ABIGAIL CONKLIN: Throughout the memoir, your “self" character speaks to her internal struggle to figure out how to tell your grandmother’s (Bubbe’s) story and, more generally, the story of your family, in a new and complete way. You talk about the struggle of different people’s input and opinions on your storytelling—both from your family, and the figments of your imagination. Can you talk more about your attempt to solve this problem in telling the story in a new light by incorporating the technique of braiding into the memoir?

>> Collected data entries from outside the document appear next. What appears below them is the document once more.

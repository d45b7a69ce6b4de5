#![warn(missing_docs)]

//! # message-history-store
//!
//! A durable, append-only message-log store for chat/agent conversation
//! history: one active log per `(workspace, project)`, byte-offset indexed
//! for O(1) seeks, with threshold-triggered archive rotation and a
//! Global Sequence Number allocator for order-stable reads across rotation
//! boundaries.
//!
//! ## Quick Start
//!
//! ```
//! # use tempfile::tempdir;
//! use history_store::{HistoryFacade, Record};
//! use serde_json::json;
//!
//! # let dir = tempdir().unwrap();
//! let workspace = dir.path().to_string_lossy().to_string();
//! let history = HistoryFacade::open(workspace, "demo-project").unwrap();
//!
//! let (gsn, _current) = history
//!     .append(Record::new(json!({"role": "user", "content": "hi"})).unwrap())
//!     .unwrap();
//! assert_eq!(gsn, 1);
//!
//! let latest = history.latest(10).unwrap();
//! assert_eq!(latest.len(), 1);
//! ```
//!
//! ## Core Concepts
//!
//! - **Records** are opaque JSON objects appended to the active log
//!   (`message.log`), one per line, stamped with a GSN on write.
//! - **Rotation** moves the oldest records into a timestamped archive file
//!   once the active log crosses a configurable size threshold, under the
//!   same lock that guards appends.
//! - **The GSN allocator** hands out a monotonic counter independent of
//!   rotation, so callers can page through history by sequence number
//!   without caring which file a record physically lives in.
//! - **`record_appended`** notifies subscribers synchronously, after each
//!   append is durable on disk.

mod archive;
mod error;
mod facade;
mod gsn;
mod gsn_index;
mod log_file;
mod notify;
mod record;
mod registry;

pub use archive::{list_archives, read_archive_records, RotationConfig, RotationOutcome};
pub use error::{HistoryError, Result};
pub use facade::{HistoryFacade, HistoryFacadeBuilder, WaitOutcome};
pub use gsn::GsnAllocator;
pub use gsn_index::{GsnIndex, GsnIndexEntry, StorageKind};
pub use log_file::{AppendOutcome, LogFile};
pub use notify::{Notifier, RecordAppended, Subscription};
pub use record::Record;
pub use registry::Registry;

AK: Yes, that does speak to what I was just saying, about the complexity of the form. I like that you used the word braiding, that is really what I was trying to do. Really the art of comics is the art of juxtaposition—putting things next to each other and seeing how they resonate. In class, we’re going to talk today about this dynamic in comics where the white space between things is really what brings the story to life. I discovered this was a form that really allows for the reader to animate the gaps between things. I was trying to think about that and use that technique—not only image by image, but scene by scene, and chapter by chapter, and in this branding that you’re talking about. There’s this thread from my life, and this thread from my grandmother’s life, and what are the moments I can put next to each other where that space resonates and evokes a sense of the larger story and the larger generational dynamic. I think the only thing I did to resolve that tension—of there’s this voice, and there’s this voice, and there’s this voice—was just finding the moments where they resonate, where they’re going to speak loudest when they’re next to each other.

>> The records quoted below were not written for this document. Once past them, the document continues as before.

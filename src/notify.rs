//! The `record_appended` publish/subscribe contract.
//!
//! Modeled as an owned [`Notifier`] with explicit subscribe/unsubscribe
//! handles whose `Drop` disconnects — no signal-framework magic, no weak
//! references. Subscribers own their registration token.

use std::collections::HashMap;
use std::sync::atomic::{AtomicU64, Ordering};
use std::sync::{Arc, Mutex};

/// Payload delivered to `record_appended` subscribers.
#[derive(Debug, Clone, PartialEq, Eq)]
pub struct RecordAppended {
    /// Workspace path the record was appended under.
    pub workspace: String,
    /// Project name the record was appended under.
    pub project: String,
    /// `message_id` from the record's payload, if present.
    pub message_id: Option<String>,
    /// The GSN assigned to the appended record.
    pub gsn: u64,
    /// The allocator's current GSN at the time of delivery.
    pub current_gsn: u64,
}

type Callback = Box<dyn Fn(&RecordAppended) + Send + Sync>;

/// Owns the set of subscribers for one facade's `record_appended` events.
///
/// Subscribers are invoked synchronously, in the thread that performed the
/// append, after the record is durably on disk. A subscriber that panics
/// is caught and logged; it does not fail the write. Subscribers that
/// must not block the writer should hand off to their own queue.
pub struct Notifier {
    subscribers: Mutex<HashMap<u64, Callback>>,
    next_id: AtomicU64,
}

impl Notifier {
    /// Create an empty notifier.
    pub fn new() -> Arc<Self> {
        Arc::new(Notifier {
            subscribers: Mutex::new(HashMap::new()),
            next_id: AtomicU64::new(0),
        })
    }

    /// Register `callback`. Dropping the returned [`Subscription`]
    /// unregisters it.
    pub fn subscribe<F>(self: &Arc<Self>, callback: F) -> Subscription
    where
        F: Fn(&RecordAppended) + Send + Sync + 'static,
    {
        let id = self.next_id.fetch_add(1, Ordering::SeqCst);
        self.subscribers
            .lock()
            .expect("notifier mutex poisoned")
            .insert(id, Box::new(callback));
        Subscription {
            id,
            notifier: Arc::clone(self),
        }
    }

    pub(crate) fn publish(&self, event: &RecordAppended) {
        let subscribers = self.subscribers.lock().expect("notifier mutex poisoned");
        for callback in subscribers.values() {
            let outcome = std::panic::catch_unwind(std::panic::AssertUnwindSafe(|| callback(event)));
            if outcome.is_err() {
                log::error!(
                    "record_appended subscriber panicked for workspace={} project={} gsn={}",
                    event.workspace,
                    event.project,
                    event.gsn
                );
            }
        }
    }
}

/// A live registration with a [`Notifier`]. Dropping it unsubscribes.
#[must_use = "dropping this immediately unsubscribes the callback"]
pub struct Subscription {
    id: u64,
    notifier: Arc<Notifier>,
}

impl Drop for Subscription {
    fn drop(&mut self) {
        self.notifier
            .subscribers
            .lock()
            .expect("notifier mutex poisoned")
            .remove(&self.id);
    }
}

#[cfg(test)]
mod tests {
    use super::*;
    use std::sync::atomic::AtomicUsize;

    #[test]
    fn subscriber_receives_published_event() {
        let notifier = Notifier::new();
        let received = Arc::new(Mutex::new(None));
        let received_clone = Arc::clone(&received);
        let _sub = notifier.subscribe(move |event| {
            *received_clone.lock().unwrap() = Some(event.gsn);
        });

        notifier.publish(&RecordAppended {
            workspace: "ws".into(),
            project: "proj".into(),
            message_id: None,
            gsn: 7,
            current_gsn: 7,
        });

        assert_eq!(*received.lock().unwrap(), Some(7));
    }

    #[test]
    fn dropping_subscription_unsubscribes() {
        let notifier = Notifier::new();
        let count = Arc::new(AtomicUsize::new(0));
        let count_clone = Arc::clone(&count);
        let sub = notifier.subscribe(move |_| {
            count_clone.fetch_add(1, Ordering::SeqCst);
        });

        let event = RecordAppended {
            workspace: "ws".into(),
            project: "proj".into(),
            message_id: None,
            gsn: 1,
            current_gsn: 1,
        };
        notifier.publish(&event);
        drop(sub);
        notifier.publish(&event);

        assert_eq!(count.load(Ordering::SeqCst), 1);
    }

    #[test]
    fn panicking_subscriber_does_not_prevent_other_subscribers() {
        let notifier = Notifier::new();
        let count = Arc::new(AtomicUsize::new(0));
        let count_clone = Arc::clone(&count);

        let _panicker = notifier.subscribe(|_| panic!("boom"));
        let _counter = notifier.subscribe(move |_| {
            count_clone.fetch_add(1, Ordering::SeqCst);
        });

        notifier.publish(&RecordAppended {
            workspace: "ws".into(),
            project: "proj".into(),
            message_id: None,
            gsn: 1,
            current_gsn: 1,
        });

        assert_eq!(count.load(Ordering::SeqCst), 1);
    }
}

There's a moment when my mom and I go back to Germany, which is where my mother was born. And, we have this experience of just being contemporary mother and daughter in Germany dealing with these very banal, regular, mother-daughter tensions—of, “I want to get away from you, but I want to be close to you, and I’m trying to make my own life, and you’re trying to pull me into your concerns.” And that scene of us visiting my mother’s origins, which are complex and have some drama inflected in them, in this much more comfortable life situation where we’re staying in a nice hotel, my mother feels like she’s come a long way from her origins. That story—the next story that you get from my grandmother, is her story of coming to Germany and leaving Poland and finding her way to the first step in her liberation from the war. I found this place in the world, this country, where the generations were having experiences in that place, but in very different points in time, and in very different movements towards or away from traumatic experiences. When you see that the generations are passing each other in space in these ways, it [suggests] the larger resonance of the story and how expansive it is, and how these tensions of the past linger in the present but they take on very different resonances depending on what's happening around you. It's that art of juxtaposition in order to find the moments where you’re really taking in all of that complexity.
AC: When formatting the memoir you broke it into seven chapters that center around a certain theme that's usually reflected in the chapter name. Were these chapters naturally written or, in revision, were the stories grouped intentionally into these sections?

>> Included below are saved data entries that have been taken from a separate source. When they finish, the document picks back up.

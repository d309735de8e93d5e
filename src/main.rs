mod app;
mod color;
mod data;
mod geo;
mod state;
mod ui;

use app::CobermapApp;
use eframe::egui;

fn main() -> eframe::Result {
    env_logger::init();

    let options = eframe::NativeOptions {
        viewport: egui::ViewportBuilder::default()
            .with_inner_size([1200.0, 800.0])
            .with_min_inner_size([600.0, 400.0]),
        ..Default::default()
    };

    eframe::run_native(
        "Cobermap – Mobile Coverage Dashboard",
        options,
        Box::new(|_cc| Ok(Box::new(CobermapApp::default()))),
    )
}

AK: The way that I wrote the book was in sections like this, so this is how it came out. And the way that I started writing the book was through small prose pieces, nonfiction pieces. Actually, for a class I took in college called Creative Nonfiction, there were various prompts that got me writing scenes from my life. I wrote about going to Israel for the first time, and I wrote about Sunday school when I was a kid and I wrote about hanging out with my mother and grandmother and taking a walk in Cranbrook gardens; I had these little scenes that I’d written about in prose. They were very different than they turned out in the book, but they made clear that there were certain concepts and stories that went together and had certain meanings to me. And that was where I was working out the thematic and conceptual arc of those little chapters. So then, when I adapted into comics, I couldn’t disentangle those little chapters of my life. And then it was about finding the chapters that resonated in an interesting way with parts of my grandmother's story.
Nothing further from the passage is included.